Ibalois' Rights on Lands Denied

When we consider the arguments for the acceptance autonomy for the Cordilleras, and the insistence of the leaders in Mindanao for the approval or passage of the Bill for the Bangsamoro, and the quest of the Ibalois for the recognition of their ancestral land rights, especially in the City of Baguio, one cannot help but think that there seems to be an insistence in denying the rights of the Ibalois to the land of their forebears.

There are similarities in the situations of the people of Mindanao and the Cordilleras, including the City of Baguio, and the rest of the Filipinos.

All the lands in the Philippines were declared as public lands as soon as the Americans arrived in the islands. Then, they proclaimed some portions of the country as reservations for military, town site, forest, mining, hospitals and other purposes.

Then, because of the clamor of the Indigenous Peoples for the recognition of their land rights, the Indigenous Peoples Rights Act (IPRA) was made into a law, and no other than the much admired late Senator Flavier helped in making it so.

Now, indigenous peoples in other parts of the Country are happy because of the recognition of their ancestral land and domain rights. But, in the City of Baguio, the indigenous peoples here are contending with the insistence of the leaders that “only those whose claims were “processed” before the passage of the Indigenous Peoples Rights Act (IPRA) are the ones to be recognized. Because of the provisions of that Section 78 of the IPRA, or of the Implementing Rules and Regulations of the IPRA.

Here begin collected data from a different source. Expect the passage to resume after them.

use std::io::{ErrorKind, Write};

use bytes::BytesMut;
use tracing::debug;

use crate::codec::{FrameConfig, FramingStrategy};
use crate::error::{FrameError, Result};
use crate::wire::{IdentityCodec, WireCodec};

const INITIAL_BUFFER_CAPACITY: usize = 8 * 1024;

/// Writes complete frames to any `Write` stream.
///
/// `send` marshals a payload with the outbound framing strategy and escapes
/// it with the wire codec; `write_bytes` skips marshalling and `write_raw`
/// skips both.
pub struct FrameWriter<T> {
    inner: T,
    marshalled: BytesMut,
    buf: BytesMut,
    strategy: Box<dyn FramingStrategy>,
    codec: Box<dyn WireCodec>,
    config: FrameConfig,
}

impl<T: Write> FrameWriter<T> {
    /// Create a frame writer with the identity codec and default configuration.
    pub fn new(inner: T, strategy: Box<dyn FramingStrategy>) -> Self {
        Self::with_config(inner, strategy, Box::new(IdentityCodec), FrameConfig::default())
    }

    /// Create a frame writer with explicit codec and configuration.
    pub fn with_config(
        inner: T,
        strategy: Box<dyn FramingStrategy>,
        codec: Box<dyn WireCodec>,
        config: FrameConfig,
    ) -> Self {
        Self {
            inner,
            marshalled: BytesMut::with_capacity(INITIAL_BUFFER_CAPACITY),
            buf: BytesMut::with_capacity(INITIAL_BUFFER_CAPACITY),
            strategy,
            codec,
            config,
        }
    }

    /// Marshal, escape and send one payload.
    pub fn send(&mut self, payload: &[u8]) -> Result<()> {
        self.marshalled.clear();
        self.strategy.encode(payload, &mut self.marshalled)?;

        self.buf.clear();
        self.codec.encode(&self.marshalled, &mut self.buf);
        debug!(payload = payload.len(), wire = self.buf.len(), "sending frame");
        self.write_buffered()
    }

    /// Escape and send bytes that are already marshalled.
    pub fn write_bytes(&mut self, bytes: &[u8]) -> Result<()> {
        self.buf.clear();
        self.codec.encode(bytes, &mut self.buf);
        self.write_buffered()
    }

    /// Send bytes exactly as given.
    ///
    /// Used for transport control sequences that must not be escaped.
    pub fn write_raw(&mut self, bytes: &[u8]) -> Result<()> {
        self.buf.clear();
        self.buf.extend_from_slice(bytes);
        self.write_buffered()
    }

    fn write_buffered(&mut self) -> Result<()> {
        let mut offset = 0usize;
        while offset < self.buf.len() {
            match self.inner.write(&self.buf[offset..]) {
                Ok(0) => return Err(FrameError::ConnectionClosed),
                Ok(n) => offset += n,
                Err(err) if err.kind() == ErrorKind::Interrupted => continue,
                Err(err) if is_timeout(&err) => match self.config.write_timeout {
                    Some(timeout) => return Err(FrameError::Timeout(timeout)),
                    None => continue,
                },
                Err(err) => return Err(FrameError::Io(err)),
            }
        }

        self.flush()
    }

    /// Flush the underlying stream.
    pub fn flush(&mut self) -> Result<()> {
        loop {
            match self.inner.flush() {
                Ok(()) => return Ok(()),
                Err(err) if err.kind() == ErrorKind::Interrupted => continue,
                Err(err) if is_timeout(&err) => match self.config.write_timeout {
                    Some(timeout) => return Err(FrameError::Timeout(timeout)),
                    None => continue,
                },
                Err(err) => return Err(FrameError::Io(err)),
            }
        }
    }

    /// Borrow the underlying stream.
    pub fn get_ref(&self) -> &T {
        &self.inner
    }

    /// Mutably borrow the underlying stream.
    pub fn get_mut(&mut self) -> &mut T {
        &mut self.inner
    }

    /// Consume the writer and return the inner stream.
    pub fn into_inner(self) -> T {
        self.inner
    }

    /// Current frame writer configuration.
    pub fn config(&self) -> &FrameConfig {
        &self.config
    }
}

fn is_timeout(err: &std::io::Error) -> bool {
    matches!(err.kind(), ErrorKind::WouldBlock | ErrorKind::TimedOut)
}
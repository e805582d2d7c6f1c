use std::fs;
use std::time::Duration;

use devwire_session::connect_with_config;

use crate::cmd::SendArgs;
use crate::exit::{session_error, CliError, CliResult, SUCCESS, USAGE};
use crate::output::{print_frame, OutputFormat};

pub fn run(args: SendArgs, format: OutputFormat) -> CliResult<i32> {
    let timeout = parse_duration(&args.timeout)?;
    let connect_timeout = parse_duration(&args.connect_timeout)?;

    let mut config = args
        .framing
        .session_config()?
        .with_connect_timeout(Some(connect_timeout))
        .with_read_timeout(Some(timeout));
    if let Some(banner) = &args.banner_timeout {
        let banner = parse_duration(banner)?;
        config.telnet = config
            .telnet
            .map(|telnet| telnet.with_banner_timeout(banner));
    }

    let payload = resolve_payload(&args)?;
    let mut session = connect_with_config(args.addr.as_str(), config)
        .map_err(|err| session_error("connect failed", err))?;

    if args.no_wait {
        session
            .notify(&payload)
            .map_err(|err| session_error("send failed", err))?;
        session.close();
        return Ok(SUCCESS);
    }

    let reply = session
        .request(&payload)
        .map_err(|err| session_error("request failed", err))?;
    print_frame(&reply, session.id(), session.peer_addr(), format);
    session.close();
    Ok(SUCCESS)
}

fn resolve_payload(args: &SendArgs) -> CliResult<Vec<u8>> {
    if let Some(data) = &args.data {
        return Ok(data.as_bytes().to_vec());
    }
    if let Some(path) = &args.file {
        return fs::read(path).map_err(|err| {
            crate::exit::io_error(&format!("failed reading {}", path.display()), err)
        });
    }
    Ok(Vec::new())
}

fn parse_duration(input: &str) -> CliResult<Duration> {
    let input = input.trim();
    if input.is_empty() {
        return Err(CliError::new(USAGE, "duration must not be empty"));
    }

    let (number, unit) = if let Some(num) = input.strip_suffix("ms") {
        (num, "ms")
    } else if let Some(num) = input.strip_suffix('s') {
        (num, "s")
    } else {
        (input, "s")
    };

    let value: u64 = number
        .parse()
        .map_err(|_| CliError::new(USAGE, format!("invalid duration value: {input}")))?;

    if value == 0 {
        return Err(CliError::new(USAGE, "duration must be greater than zero"));
    }

    match unit {
        "ms" => Ok(Duration::from_millis(value)),
        _ => Ok(Duration::from_secs(value)),
    }
}
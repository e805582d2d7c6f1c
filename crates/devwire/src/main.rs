mod cmd;
mod exit;
mod logging;
mod output;

use clap::Parser;

use crate::cmd::Command;
use crate::logging::{init_logging, LogFormat, LogLevel};
use crate::output::OutputFormat;

#[derive(Parser, Debug)]
#[command(name = "devwire", version, about = "Talk to line- and record-oriented devices over TCP and Telnet")]
struct Cli {
    /// Output format.
    #[arg(long, value_name = "FORMAT", global = true)]
    format: Option<OutputFormat>,

    /// Log output format (stderr).
    #[arg(long, value_name = "FORMAT", default_value = "text", global = true)]
    log_format: LogFormat,

    /// Minimum log level (stderr).
    #[arg(long, value_name = "LEVEL", default_value = "info", global = true)]
    log_level: LogLevel,

    #[command(subcommand)]
    command: Command,
}

fn main() {
    let cli = Cli::parse();
    init_logging(cli.log_format, cli.log_level);

    let format = cli.format.unwrap_or_else(OutputFormat::default_for_stdout);
    let result = cmd::run(cli.command, format);

    match result {
        Ok(code) => std::process::exit(code),
        Err(err) => {
            eprintln!("error: {err}");
            std::process::exit(err.code);
        }
    }
}
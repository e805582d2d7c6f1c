use clap::ValueEnum;
use tracing::level_filters::LevelFilter;

#[derive(Copy, Clone, Debug, ValueEnum)]
pub enum LogFormat {
    Text,
    Json,
}

#[derive(Copy, Clone, Debug, ValueEnum)]
pub enum LogLevel {
    Error,
    Warn,
    Info,
    Debug,
    Trace,
}

impl LogLevel {
    pub fn as_filter(self) -> LevelFilter {
        match self {
            LogLevel::Error => LevelFilter::ERROR,
            LogLevel::Warn => LevelFilter::WARN,
            LogLevel::Info => LevelFilter::INFO,
            LogLevel::Debug => LevelFilter::DEBUG,
            LogLevel::Trace => LevelFilter::TRACE,
        }
    }
}

/// Route `tracing` output from every devwire crate to stderr.
pub fn init_logging(format: LogFormat, level: LogLevel) {
    let builder = tracing_subscriber::fmt()
        .with_writer(std::io::stderr)
        .with_max_level(level.as_filter())
        .with_ansi(false)
        .with_target(false);

    match format {
        LogFormat::Text => {
            let _ = builder.try_init();
        }
        LogFormat::Json => {
            let _ = builder.json().try_init();
        }
    }
}
//! Tokio variant of [`crate::Session`] (feature `async`).

use std::fmt;
use std::io::ErrorKind;
use std::net::SocketAddr;
use std::time::Duration;

use bytes::Bytes;
use devwire_frame::{
    refusal, Frame, FrameCodec, FrameError, IdentityCodec, Outbound, TelnetCodec, TelnetEvent,
    WireCodec,
};
use devwire_transport::TransportError;
use futures_util::{SinkExt, StreamExt};
use tokio::io::AsyncWriteExt;
use tokio::net::{TcpStream, ToSocketAddrs};
use tokio::time::Instant;
use tokio_util::codec::Framed;
use tracing::{debug, info, warn};

use crate::config::SessionConfig;
use crate::error::{Result, SessionError};
use crate::session::MAX_RETAINED_EVENTS;

/// An asynchronous framed connection.
///
/// Frame assembly state lives in the `Framed` read buffer, so a timed-out
/// [`AsyncSession::receive`] loses nothing. Telnet refusals are written
/// after each decoded frame.
pub struct AsyncSession {
    id: String,
    peer_addr: Option<SocketAddr>,
    framed: Framed<TcpStream, FrameCodec>,
    config: SessionConfig,
    events: Vec<TelnetEvent>,
    closed: bool,
}

impl AsyncSession {
    /// Connect with explicit configuration.
    pub async fn connect<A>(addr: A, config: SessionConfig) -> Result<Self>
    where
        A: ToSocketAddrs + fmt::Display,
    {
        let described = addr.to_string();
        let attempt = TcpStream::connect(addr);
        let connected = match config.connect_timeout {
            Some(timeout) => match tokio::time::timeout(timeout, attempt).await {
                Ok(result) => result,
                Err(_) => Err(std::io::Error::from(ErrorKind::TimedOut)),
            },
            None => attempt.await,
        };
        let stream = connected.map_err(|source| TransportError::Connect {
            addr: described.clone(),
            source,
        })?;
        info!(addr = %described, "connected");

        let mut session = Self::from_stream(format!("async-{described}"), stream, config)?;
        let banner_timeout = session
            .config
            .telnet
            .as_ref()
            .and_then(|telnet| telnet.banner_timeout);
        if let Some(timeout) = banner_timeout {
            session.discard_banner(timeout).await?;
        }
        Ok(session)
    }

    /// Wrap a connected tokio stream.
    pub fn from_stream(
        id: impl Into<String>,
        stream: TcpStream,
        config: SessionConfig,
    ) -> Result<Self> {
        let peer_addr = stream.peer_addr().ok();
        let wire: Box<dyn WireCodec> = if config.telnet.is_some() {
            Box::new(TelnetCodec::new())
        } else {
            Box::new(IdentityCodec)
        };
        let codec = FrameCodec::with_parts(
            config.framing.build()?,
            config.outbound().build()?,
            wire,
            config.max_frame_size,
        )?;

        Ok(Self {
            id: id.into(),
            peer_addr,
            framed: Framed::new(stream, codec),
            config,
            events: Vec::new(),
            closed: false,
        })
    }

    /// Session identifier.
    pub fn id(&self) -> &str {
        &self.id
    }

    /// Remote address.
    pub fn peer_addr(&self) -> Option<SocketAddr> {
        self.peer_addr
    }

    /// Whether the session has been closed.
    pub fn is_closed(&self) -> bool {
        self.closed
    }

    /// Drain the Telnet control events seen so far.
    pub fn take_telnet_events(&mut self) -> Vec<TelnetEvent> {
        std::mem::take(&mut self.events)
    }

    /// Write `request` unmarshalled, then return one frame within `timeout`.
    pub async fn send_receive(
        &mut self,
        request: &[u8],
        timeout: Option<Duration>,
    ) -> Result<Frame> {
        self.send(request).await?;
        self.receive(timeout).await
    }

    /// Marshal `payload`, send it and return the reply frame.
    pub async fn request(&mut self, payload: &[u8]) -> Result<Frame> {
        self.send_frame(payload).await?;
        self.receive(self.config.read_timeout).await
    }

    /// Marshal `payload` with the outbound framing and send it.
    pub async fn send_frame(&mut self, payload: &[u8]) -> Result<()> {
        self.write(Outbound::Payload(Bytes::copy_from_slice(payload)))
            .await
    }

    /// Send already-marshalled bytes.
    pub async fn send(&mut self, bytes: &[u8]) -> Result<()> {
        self.write(Outbound::Marshalled(Bytes::copy_from_slice(bytes)))
            .await
    }

    /// Return the next complete frame, waiting at most `timeout`.
    pub async fn receive(&mut self, timeout: Option<Duration>) -> Result<Frame> {
        self.ensure_open()?;
        let next = match timeout {
            Some(timeout) => {
                match tokio::time::timeout(timeout, self.framed.next()).await {
                    Ok(next) => next,
                    Err(_) => {
                        self.handle_telnet_events().await?;
                        return Err(SessionError::Timeout(timeout));
                    }
                }
            }
            None => self.framed.next().await,
        };

        match next {
            Some(Ok(frame)) => {
                self.handle_telnet_events().await?;
                debug!(session = %self.id, len = frame.len(), "frame received");
                Ok(frame)
            }
            Some(Err(err)) => Err(self.fail(err).await),
            None => {
                self.close().await;
                Err(SessionError::Closed)
            }
        }
    }

    /// Close the session. Safe to call more than once.
    pub async fn close(&mut self) {
        if self.closed {
            return;
        }
        self.closed = true;
        if let Err(err) = self.framed.get_mut().shutdown().await {
            debug!(session = %self.id, error = %err, "socket shutdown failed");
        }
        debug!(session = %self.id, "session closed");
    }

    async fn discard_banner(&mut self, timeout: Duration) -> Result<()> {
        let mut discarded = 0usize;
        // An unrepresentable deadline never expires.
        let deadline = Instant::now().checked_add(timeout);
        loop {
            let remaining = match deadline {
                Some(deadline) => deadline.saturating_duration_since(Instant::now()),
                None => timeout,
            };
            let next = match tokio::time::timeout(remaining, self.framed.next()).await {
                Ok(next) => next,
                Err(_) => break,
            };
            match next {
                Some(Ok(_)) => discarded += 1,
                Some(Err(err)) => return Err(self.fail(err).await),
                None => {
                    self.close().await;
                    return Err(SessionError::Closed);
                }
            }
        }
        // An unterminated greeting such as a login prompt is dropped too.
        self.framed.codec_mut().discard_buffered();
        self.handle_telnet_events().await?;
        debug!(session = %self.id, discarded, "discarded banner");
        Ok(())
    }

    async fn write(&mut self, item: Outbound) -> Result<()> {
        self.ensure_open()?;
        let sent = match self.config.write_timeout {
            Some(timeout) => match tokio::time::timeout(timeout, self.framed.send(item)).await {
                Ok(result) => result,
                Err(_) => Err(FrameError::Timeout(timeout)),
            },
            None => self.framed.send(item).await,
        };
        match sent {
            Ok(()) => Ok(()),
            Err(err) => Err(self.fail(err).await),
        }
    }

    async fn handle_telnet_events(&mut self) -> Result<()> {
        let events = self.framed.codec_mut().take_events();
        if events.is_empty() {
            return Ok(());
        }

        let refuse = self
            .config
            .telnet
            .as_ref()
            .is_some_and(|telnet| telnet.refuse_options);
        if refuse {
            for event in &events {
                if let Some(reply) = refusal(event) {
                    let sent = self
                        .framed
                        .send(Outbound::Raw(Bytes::copy_from_slice(&reply)))
                        .await;
                    if let Err(err) = sent {
                        return Err(self.fail(err).await);
                    }
                }
            }
        }
        self.events.extend(events);
        if self.events.len() > MAX_RETAINED_EVENTS {
            let excess = self.events.len() - MAX_RETAINED_EVENTS;
            self.events.drain(..excess);
        }
        Ok(())
    }

    fn ensure_open(&self) -> Result<()> {
        if self.closed {
            return Err(SessionError::Closed);
        }
        Ok(())
    }

    async fn fail(&mut self, err: FrameError) -> SessionError {
        let err = SessionError::from(err);
        if !err.is_recoverable() {
            if let SessionError::FrameTooLarge { size, max } = &err {
                warn!(session = %self.id, size, max, "frame too large; closing session");
            }
            self.close().await;
        }
        err
    }
}

impl fmt::Debug for AsyncSession {
    fn fmt(&self, f: &mut fmt::Formatter<'_>) -> fmt::Result {
        f.debug_struct("AsyncSession")
            .field("id", &self.id)
            .field("peer_addr", &self.peer_addr)
            .field("closed", &self.closed)
            .finish()
    }
}
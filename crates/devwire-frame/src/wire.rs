use bytes::BytesMut;

use crate::telnet::TelnetEvent;

/// Transforms bytes between the wire and the framing layer.
///
/// `encode` runs on a whole marshalled frame just before it is written;
/// `decode` runs on raw reads before the bytes reach the framing strategy.
/// Decoders must keep any mid-sequence state across calls.
pub trait WireCodec: Send {
    /// Escape outgoing bytes.
    fn encode(&mut self, src: &[u8], dst: &mut BytesMut);

    /// Unescape incoming bytes, dropping transport control sequences.
    fn decode(&mut self, src: &[u8], dst: &mut BytesMut);

    /// Return to the initial state.
    fn reset(&mut self) {}

    /// Drain control events observed while decoding.
    fn take_events(&mut self) -> Vec<TelnetEvent> {
        Vec::new()
    }
}

impl<C: WireCodec + ?Sized> WireCodec for Box<C> {
    fn encode(&mut self, src: &[u8], dst: &mut BytesMut) {
        (**self).encode(src, dst)
    }

    fn decode(&mut self, src: &[u8], dst: &mut BytesMut) {
        (**self).decode(src, dst)
    }

    fn reset(&mut self) {
        (**self).reset()
    }

    fn take_events(&mut self) -> Vec<TelnetEvent> {
        (**self).take_events()
    }
}

/// Passes bytes through unchanged; the plain TCP path.
#[derive(Debug, Clone, Copy, Default)]
pub struct IdentityCodec;

impl WireCodec for IdentityCodec {
    fn encode(&mut self, src: &[u8], dst: &mut BytesMut) {
        dst.extend_from_slice(src);
    }

    fn decode(&mut self, src: &[u8], dst: &mut BytesMut) {
        dst.extend_from_slice(src);
    }
}
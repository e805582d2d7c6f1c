/// Errors that can occur in byte-stream transport operations.
#[derive(Debug, thiserror::Error)]
pub enum TransportError {
    /// Failed to bind to the specified address.
    #[error("failed to bind to {addr}: {source}")]
    Bind {
        addr: String,
        source: std::io::Error,
    },

    /// Failed to connect to the specified address.
    #[error("failed to connect to {addr}: {source}")]
    Connect {
        addr: String,
        source: std::io::Error,
    },

    /// The address did not resolve to any socket address.
    #[error("address {addr} did not resolve to any socket address")]
    Resolve { addr: String },

    /// Failed to accept an incoming connection.
    #[error("failed to accept connection: {0}")]
    Accept(std::io::Error),

    /// An I/O error occurred on the transport stream.
    #[error("transport I/O error: {0}")]
    Io(#[from] std::io::Error),

    /// The transport has been shut down.
    #[error("transport shut down")]
    Shutdown,
}

pub type Result<T> = std::result::Result<T, TransportError>;
impl<T: ByteStream> FrameReader<T> {
    /// Read the next frame, giving up once `timeout` has elapsed.
    ///
    /// The timeout bounds the whole assembly, not each read. On timeout the
    /// bytes read so far stay buffered, so a later call picks up where this
    /// one stopped.
    pub fn read_frame_within(&mut self, timeout: Option<Duration>) -> Result<Frame> {
        let deadline = Deadline::after(timeout);
        loop {
            if let Some(frame) = self.try_decode()? {
                return Ok(frame);
            }
            self.fill_before(&deadline)?;
        }
    }

    /// Perform one read that returns no later than `deadline`.
    pub fn fill_before(&mut self, deadline: &Deadline) -> Result<usize> {
        loop {
            let remaining = deadline.remaining()?;
            self.inner
                .set_read_timeout(remaining)
                .map_err(transport_to_frame_error)?;
            match self.fill() {
                Err(FrameError::Io(err))
                    if err.kind() == ErrorKind::WouldBlock || err.kind() == ErrorKind::TimedOut =>
                {
                    continue;
                }
                other => return other,
            }
        }
    }
}

fn transport_to_frame_error(err: TransportError) -> FrameError {
    match err {
        TransportError::Io(io) | TransportError::Accept(io) => FrameError::Io(io),
        TransportError::Bind { source, .. } | TransportError::Connect { source, .. } => {
            FrameError::Io(source)
        }
        other => FrameError::Io(std::io::Error::other(other.to_string())),
    }
}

It seems an innocent and logical enough reason. The inclusion of that Section in the Law seems to be innocent, and legal. But is it? May be, it is legal, because it is already part of the law. But is it moral?

Why is it that other people in the Philippines are given more time to have their land rights recognized, while the Ibalois of Baguio have been limited only to that time before the passage of the IPRA? Before the Department of Environment and Natural Resources (DENR) Special Order No. 31 creating the Special Task Force on Ancestral Lands (STFAL), the Ibalois have been struggling for so long for the recognition of their land rights.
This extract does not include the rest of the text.